1. Alterando Montesquieu?
Uma PEC será enviada ao Parlamento, instituindo um novo poder: o Poder Lavajatístico. As razões da “PEC” que “revoluciona” a velha e ultrapassada teoria montesquieuiana são simples: a origem está no neoconstitucionalismo, no realismo jurídico, no ativismo, no punitivismo, no moralismo, no olavismo (veja-se o que Mourão e Santos Cruz dizem sobre isso!), na nova política (sic) e em todos os “ismos” possíveis e imagináveis. Mais do que isso, trata-se de um caldo político originário da pós-modernidade em que não há mais fatos, só há interpretações. Narrativas. É o paradigma novo do Know-Nothing (Saber Nenhum), como diria MacIntyre. “— Tenho um grupo de uats, logo sou”. “— Twitteio, logo existo”. Ou “Só existo porque twitteio!” Os membros desse novo Poder são vitalícios. “Enquanto houver bambu, vai flecha”: eis o lema inscrito na bandeira que tremula na sede central do novo Poder.
Nessa nova forma de poder, o Supremo Tribunal Federal não é necessário. É dispensável. O STF atrapalha a boa intenção do novo Poder, como foi o caso do julgamento da conexão com o eleitoral. Afinal, alguns “ministros” do Poder Lavajatístico já retwittaram que o STF deverá ser apedrejado, caso decida que a presunção da inocência significa, de fato… presunção da inocência.
2. #EmDefesaDoSTF
Por isso, esta coluna de hoje é Em Defesa da Suprema Corte. Ou “#EmDefesaDoSTF”, em tempos de críticas absolutamente irresponsáveis e de repristinação de práticas “such as Ku Klux Klan”, como se pode ver neste vídeo de manifestação contra o STF em Porto Alegre, com queima — sim, queima — dos onze bonecos dos ministros da Suprema Corte. Começa assim: queima-se bonecos, depois cruzes, depois… complete a frase.

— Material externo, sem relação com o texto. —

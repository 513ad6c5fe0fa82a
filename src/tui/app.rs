use chrono::{DateTime, Local};

use crate::core::{
    bus::LinkEvent,
    flows::{self, Flow, FlowBoard},
};

/// Connection state shown in the status bar. A broker that cannot be reached
/// must never look like an empty-but-healthy page.
#[derive(Debug, Clone, PartialEq, Eq)]
pub enum LinkStatus {
    Connecting,
    Connected,
    Reconnecting,
    Exhausted,
}

/// Entry under the cursor in the tab row. Flows are tracked by id, not by
/// position, so broker-driven insertions and removals that re-sort the board
/// never retarget the user's active tab.
#[derive(Debug, Clone, PartialEq, Eq)]
pub enum Tab {
    Flow(String),
    /// The trailing `[+]` pseudo-tab that opens the creation dialog.
    NewFlow,
}

/// State of the modal new-flow dialog.
#[derive(Debug, Default, PartialEq, Eq)]
pub struct NewFlowDialog {
    pub input: String,
}

pub struct App {
    pub board: FlowBoard,
    pub active: Tab,
    pub dialog: Option<NewFlowDialog>,
    pub link: LinkStatus,
    pub error: Option<String>,
    pub last_event: Option<DateTime<Local>>,
}

impl App {
    pub fn new() -> Self {
        Self {
            board: FlowBoard::new(),
            active: Tab::NewFlow,
            dialog: None,
            link: LinkStatus::Connecting,
            error: None,
            last_event: None,
        }
    }

    /// Number of entries in the tab row, including the `[+]` pseudo-tab.
    pub fn tab_count(&self) -> usize {
        self.board.len() + 1
    }

    /// Position of the active tab in the row, resolved at render time.
    /// The `[+]` pseudo-tab is always last.
    pub fn selected_index(&self) -> usize {
        match &self.active {
            Tab::Flow(id) => self.board.position(id).unwrap_or(self.board.len()),
            Tab::NewFlow => self.board.len(),
        }
    }

    /// Whether the cursor sits on the `[+]` pseudo-tab. That tab never
    /// becomes an active flow tab; activating it opens the dialog instead.
    pub fn on_new_flow_tab(&self) -> bool {
        self.selected_index() == self.board.len()
    }

    pub fn selected_flow(&self) -> Option<&Flow> {
        match &self.active {
            Tab::Flow(id) => self.board.position(id).and_then(|pos| self.board.get(pos)),
            Tab::NewFlow => None,
        }
    }

    fn select_index(&mut self, idx: usize) {
        self.active = match self.board.get(idx) {
            Some(flow) => Tab::Flow(flow.id.clone()),
            None => Tab::NewFlow,
        };
    }

    pub fn next(&mut self) {
        let idx = (self.selected_index() + 1) % self.tab_count();
        self.select_index(idx);
    }

    pub fn prev(&mut self) {
        let idx = match self.selected_index() {
            0 => self.tab_count() - 1,
            n => n - 1,
        };
        self.select_index(idx);
    }

    pub fn open_dialog(&mut self) {
        self.dialog = Some(NewFlowDialog::default());
    }

    pub fn cancel_dialog(&mut self) {
        self.dialog = None;
    }

    /// Feed a typed character into the dialog input. Characters outside the
    /// allowed name charset are rejected and leave the buffer unchanged.
    /// Returns whether the character was accepted.
    pub fn dialog_input_char(&mut self, c: char) -> bool {
        let Some(dialog) = self.dialog.as_mut() else {
            return false;
        };
        if !flows::is_allowed_name_char(c) {
            return false;
        }
        dialog.input.push(c);
        true
    }

    pub fn dialog_backspace(&mut self) {
        if let Some(dialog) = self.dialog.as_mut() {
            dialog.input.pop();
        }
    }

    /// Submit the dialog. On a valid name the desired-flow marker is set (the
    /// tab is selected only once the broker echoes the creation back), the
    /// dialog closes and the name to publish is returned. An invalid name
    /// keeps the dialog open.
    pub fn submit_dialog(&mut self) -> Option<String> {
        let name = self.dialog.as_ref()?.input.clone();
        if !flows::is_valid_flow_name(&name) {
            self.error = Some("Flow name must be non-empty (letters, digits, _ and space)".into());
            return None;
        }
        self.board.set_desired(flows::flow_id(&name));
        self.dialog = None;
        self.error = None;
        Some(name)
    }

    /// Request deletion of the selected flow. Returns the flow id to publish
    /// the retained empty payload for. The tab is *not* removed here; it
    /// disappears when the broker echoes the cleared retained value.
    pub fn request_delete(&mut self) -> Option<String> {
        self.selected_flow().map(|f| f.id.clone())
    }

    /// Apply an event from the broker link.
    pub fn apply_event(&mut self, event: LinkEvent) {
        match event {
            LinkEvent::Connected => {
                self.link = LinkStatus::Connected;
                self.error = None;
                // The subscription re-delivers the full retained set, so the
                // board restarts from empty and flows deleted while the link
                // was down never resurface. The active flow is re-marked as
                // desired so its tab is reselected when its name comes back.
                if let Tab::Flow(id) = &self.active {
                    self.board.set_desired(id.clone());
                }
                self.board.clear();
                self.active = Tab::NewFlow;
            }
            LinkEvent::Disconnected { reason } => {
                self.link = LinkStatus::Reconnecting;
                log::warn!("link disconnected: {reason}");
            }
            LinkEvent::Exhausted => {
                self.link = LinkStatus::Exhausted;
                self.error = Some("Broker unreachable, press 'r' to retry".into());
            }
            LinkEvent::FlowNamed { id, name } => {
                if self.board.apply_named(&id, &name).is_some() {
                    self.active = Tab::Flow(id);
                }
                self.last_event = Some(Local::now());
            }
            LinkEvent::FlowCleared { id } => {
                let was_active = matches!(&self.active, Tab::Flow(active) if *active == id);
                let old_pos = self.board.position(&id);
                if self.board.apply_cleared(&id) && was_active {
                    // Selection falls to the flow that slid into the removed
                    // slot, or the [+] tab when none is left.
                    self.select_index(old_pos.unwrap_or(0));
                }
                self.last_event = Some(Local::now());
            }
            LinkEvent::PublishFailed { topic, reason } => {
                self.error = Some(format!("Publish to {topic} failed: {reason}"));
            }
        }
    }

    pub fn set_error(&mut self, msg: impl Into<String>) {
        self.error = Some(msg.into());
    }

    pub fn clear_error(&mut self) {
        self.error = None;
    }
}

#[cfg(test)]
mod tests {
    use super::*;

    fn app_with_flows(flows: &[(&str, &str)]) -> App {
        let mut app = App::new();
        for (id, name) in flows {
            app.board.apply_named(id, name);
        }
        app.select_index(0);
        app
    }

    #[test]
    fn test_navigation_wraps_over_new_flow_tab() {
        let mut app = app_with_flows(&[("a", "A"), ("b", "B")]);
        assert_eq!(app.tab_count(), 3);
        assert_eq!(app.selected_index(), 0);
        app.next();
        app.next();
        assert!(app.on_new_flow_tab());
        app.next();
        assert_eq!(app.selected_index(), 0);
        app.prev();
        assert!(app.on_new_flow_tab());
    }

    #[test]
    fn test_selection_survives_board_churn() {
        let mut app = app_with_flows(&[("mmm", "Mid"), ("zzz", "Last")]);
        app.next();
        assert_eq!(app.selected_flow().unwrap().id, "zzz");

        // A flow sorting before the cursor arrives: selection keeps pointing
        // at the same flow, not the same position.
        app.apply_event(LinkEvent::FlowNamed {
            id: "aaa".to_string(),
            name: "First".to_string(),
        });
        assert_eq!(app.selected_flow().unwrap().id, "zzz");
        assert_eq!(app.selected_index(), 2);

        // Same for a removal before the cursor.
        app.apply_event(LinkEvent::FlowCleared {
            id: "aaa".to_string(),
        });
        assert_eq!(app.selected_flow().unwrap().id, "zzz");
        assert_eq!(app.selected_index(), 1);
    }

    #[test]
    fn test_dialog_filters_characters() {
        let mut app = App::new();
        app.open_dialog();
        assert!(app.dialog_input_char('M'));
        assert!(app.dialog_input_char('y'));
        assert!(app.dialog_input_char(' '));
        assert!(!app.dialog_input_char('$'));
        assert_eq!(app.dialog.as_ref().unwrap().input, "My ");
        app.dialog_backspace();
        assert_eq!(app.dialog.as_ref().unwrap().input, "My");
    }

    #[test]
    fn test_submit_sets_desired_and_closes() {
        let mut app = App::new();
        app.open_dialog();
        for c in "My Flow".chars() {
            app.dialog_input_char(c);
        }
        let name = app.submit_dialog().unwrap();
        assert_eq!(name, "My Flow");
        assert!(app.dialog.is_none());
        assert_eq!(app.board.desired(), Some("My%20Flow"));
    }

    #[test]
    fn test_submit_blank_name_refused() {
        let mut app = App::new();
        app.open_dialog();
        app.dialog_input_char(' ');
        assert_eq!(app.submit_dialog(), None);
        assert!(app.dialog.is_some());
        assert!(app.error.is_some());
    }

    #[test]
    fn test_echoed_creation_selects_tab() {
        let mut app = app_with_flows(&[("aaa", "First")]);
        app.board.set_desired("bbb".to_string());
        app.apply_event(LinkEvent::FlowNamed {
            id: "bbb".to_string(),
            name: "Mine".to_string(),
        });
        assert_eq!(app.selected_index(), 1);
        assert_eq!(app.selected_flow().unwrap().id, "bbb");
    }

    #[test]
    fn test_delete_waits_for_broker_echo() {
        let mut app = app_with_flows(&[("demo", "Demo Flow")]);
        let id = app.request_delete().unwrap();
        assert_eq!(id, "demo");
        // Still present until the cleared retained value comes back.
        assert_eq!(app.board.len(), 1);
        app.apply_event(LinkEvent::FlowCleared { id });
        assert_eq!(app.board.len(), 0);
        assert!(app.on_new_flow_tab());
    }

    #[test]
    fn test_delete_on_new_flow_tab_is_noop() {
        let mut app = App::new();
        assert!(app.on_new_flow_tab());
        assert_eq!(app.request_delete(), None);
    }

    #[test]
    fn test_reconnect_sweeps_stale_flows() {
        let mut app = app_with_flows(&[("gone", "Deleted While Down"), ("kept", "Kept")]);
        app.next();
        assert_eq!(app.selected_flow().unwrap().id, "kept");

        // Reconnect: board restarts from the re-delivered retained set.
        app.apply_event(LinkEvent::Connected);
        assert!(app.board.is_empty());

        // Only "kept" still has a retained name; "gone" never resurfaces and
        // the previously active tab is reselected.
        app.apply_event(LinkEvent::FlowNamed {
            id: "kept".to_string(),
            name: "Kept".to_string(),
        });
        assert_eq!(app.board.len(), 1);
        assert_eq!(app.selected_flow().unwrap().id, "kept");
    }

    #[test]
    fn test_exhausted_link_surfaces_error() {
        let mut app = App::new();
        app.apply_event(LinkEvent::Exhausted);
        assert_eq!(app.link, LinkStatus::Exhausted);
        assert!(app.error.is_some());
    }
}
use flume::{Receiver, Sender};

/// Commands sent from the UI thread to the broker link task.
#[derive(Debug, Clone, PartialEq, Eq)]
pub enum LinkCommand {
    /// Publish a retained name for a new flow. Contains the flow name.
    CreateFlow(String),
    /// Publish a retained empty payload clearing a flow. Contains the flow id.
    DeleteFlow(String),
    /// Restart the connection attempt cycle after backoff exhaustion.
    Retry,
    /// Graceful shutdown: disconnect cleanly and do not reconnect.
    Shutdown,
}

/// Events sent from the broker link task back to the UI thread.
#[derive(Debug, Clone, PartialEq, Eq)]
pub enum LinkEvent {
    /// Connection established and the flow-name subscription is in place.
    Connected,
    /// Connection lost unexpectedly; reconnection with backoff is underway.
    Disconnected { reason: String },
    /// Reconnect attempts exhausted; the link idles until `Retry`.
    Exhausted,
    /// A non-empty retained name arrived for a flow id.
    FlowNamed { id: String, name: String },
    /// An empty retained payload arrived: the flow was deleted.
    FlowCleared { id: String },
    /// A publish could not be handed to the broker.
    PublishFailed { topic: String, reason: String },
}

/// Holder passed into the UI loop containing the receiving side from the link
/// and the sending side to it.
#[derive(Debug, Clone)]
pub struct Bus {
    pub link_rx: Receiver<LinkEvent>,
    pub cmd_tx: Sender<LinkCommand>,
}

impl Bus {
    pub fn new(link_rx: Receiver<LinkEvent>, cmd_tx: Sender<LinkCommand>) -> Self {
        Self { link_rx, cmd_tx }
    }
}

Há vários elementos objetivos que levam à reflexão acima. Vamos lá.
“A Lava Jato vai se deixar usar por Bolsonaro?”, pergunta Celso Rocha de Barros na Folha; mesma Folha em que Hélio Schwartsman diz não se poder negar “que muitas das ações do pessoal da Lava Jato miraram objetivos políticos”. As preocupações de ambos os autores são urgentes. Retomo aqui o que disse Celso Rocha:
Durante a sessão do STF, os bolsonaristas, como sempre fazem, surfaram a onda de indignação popular para transformá-la em ataque à democracia. Subiram a hashtag #Umsoldadoeumcabo, referência ao discurso de Eduardo Bolsonaro defendendo o fechamento do Supremo.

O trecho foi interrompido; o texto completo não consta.